The novel human endogenous retrovirus‐related gene, psiTPTE22‐HERV, is silenced by DNA methylation in cancers

The psiTPTE22 gene has been designated as a TPTE pseudogene. Our study found that the 5′ part of psiTPTE22 has no sequence similarity to TPTE and contains a 3.8‐kb human endogenous retrovirus (HERV) element. Because of the HERV element, the 5′ part of psiTPTE22 (psiTPTE22‐HERV) expresses independently as a gene. Comparison between the DNA sequences of humans and chimps indicated that psiTPTE22‐HERV is human specific.
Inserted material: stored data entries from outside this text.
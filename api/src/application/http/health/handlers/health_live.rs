use axum::extract::State;
use fidofeed_core::domain::health::ports::HealthCheckService;
use serde::{Deserialize, Serialize};
use utoipa::ToSchema;

use crate::application::http::server::{
    api_entities::{api_error::ApiError, response::Response},
    app_state::AppState,
};

#[derive(Debug, Serialize, Deserialize, ToSchema, PartialEq)]
pub struct HealthResponse {
    pub status: String,
    pub storage_response_time_ms: u64,
}

#[utoipa::path(
    get,
    path = "",
    tag = "health",
    summary = "Liveness check",
    responses(
        (status = 200, body = HealthResponse),
        (status = 500, description = "Storage is unreachable")
    )
)]
pub async fn health_live(State(state): State<AppState>) -> Result<Response<HealthResponse>, ApiError> {
    let storage_response_time_ms = state.service.health().await.map_err(ApiError::from)?;

    Ok(Response::OK(HealthResponse {
        status: "ok".to_string(),
        storage_response_time_ms,
    }))
}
We identified 3 alternatively spliced transcript variants from psiTPTE22‐HERV by a PCR‐based strategy, which use the transcriptional termination signal contained in the HERV element. A 402‐nt ORF was contained in the 2 longer transcripts. Western blotting using antibodies produced with chemically synthesized peptide confirmed that a 15‐kDa protein was translated from this ORF. RT‐PCR results indicated that the ORF‐containing transcripts were mainly expressed in psiTPTE22‐HERV‐expressing samples. Real‐time quantitative RT‐PCR results showed that expression of the 402‐nt ORF was upregulated in normal tissues of kidney, liver, stomach, and lung but downregulated in corresponding tumor tissues. This gene is located near the centromere of chromosome 22 and has a high GC content around the promoter region. Bisulfite sequencing PCR results indicated that it is silenced in cancers by DNA methylation. The expression of psiTPTE22‐HERV can be recovered in cancer cells using DNA methylation and histone deacetylase inhibitors. These results suggest psiTPTE22‐HERV is regulated epigenetically by DNA methylation. Our study paved the way for further study on an interesting HERV‐related human‐specific gene, which is silenced in cancers by DNA methylation.